Some Comments About Ch. 7 of Text



On p. 300 of the text, they indicate that simple regression is a one-degree fit, even though there are two unknown parameters (the slope and the intercept). They do this because the predictor is in the model in a linear way, and has 1 df associated with it. (The other df is associated with the intercept.) In other places in the text and videos, they do similar things. For example, if we just have a single predictor variable, and fit it using a cubic spline with 3 knots, then the regression model has 7 df, but they refer to the variable being represented with 6 df (since they don't count the intercept term). With more than one predictor, not counting the intercept makes perfect sense, because we only need one intercept no matter how many predictor variables we use. But it gets a bit confusing when there is just one predictor, because the regression model (which includes the intercept) has one more df than the df associated with the predictor variable.
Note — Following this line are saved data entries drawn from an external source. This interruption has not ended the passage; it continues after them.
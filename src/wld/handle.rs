use std::fmt;

/// Zero-based handle into a document's fragment list.
///
/// Payloads store one-based references; [`FragmentRef::resolve`] is the only
/// place that turns a raw payload value into a handle.
#[derive(Debug, Clone, Copy, PartialEq, Eq, Hash, PartialOrd, Ord)]
pub struct FragmentRef(u32);

impl FragmentRef {
	/// Wrap a zero-based fragment index.
	pub fn from_index(index: usize) -> Self {
		Self(index as u32)
	}

	/// Zero-based index into the fragment list.
	pub fn index(self) -> usize {
		self.0 as usize
	}

	/// One-based value as it appears in payloads.
	pub fn raw(self) -> u32 {
		self.0 + 1
	}

	/// Resolve a one-based payload reference against `decoded` prior fragments.
	///
	/// Zero, negative, forward-pointing and out-of-range values are all absent.
	pub fn resolve(raw: i32, decoded: usize) -> Option<Self> {
		if raw <= 0 {
			return None;
		}
		let index = (raw - 1) as usize;
		(index < decoded).then_some(Self(index as u32))
	}
}

impl fmt::Display for FragmentRef {
	fn fmt(&self, f: &mut fmt::Formatter<'_>) -> fmt::Result {
		write!(f, "#{}", self.raw())
	}
}

#[cfg(test)]
mod tests;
On p. 306, the text has "All but these k nearest neighbors get weight zero" but for the Epanechnikov quadratic kernel on p. 7-15 of the course notes, as well as some other kernels as well, it can be noted that only k - 1 neighbors get nonzero weight.



The Pros and Cons of GAMS on pp. 309-310 of the text is a good section. The main con is that it's not real easy to adjust for interactions. However, the methods of Ch. 8 can automatically adjust for interactions, so that should be kept in mind if one suspects that interactions may be important.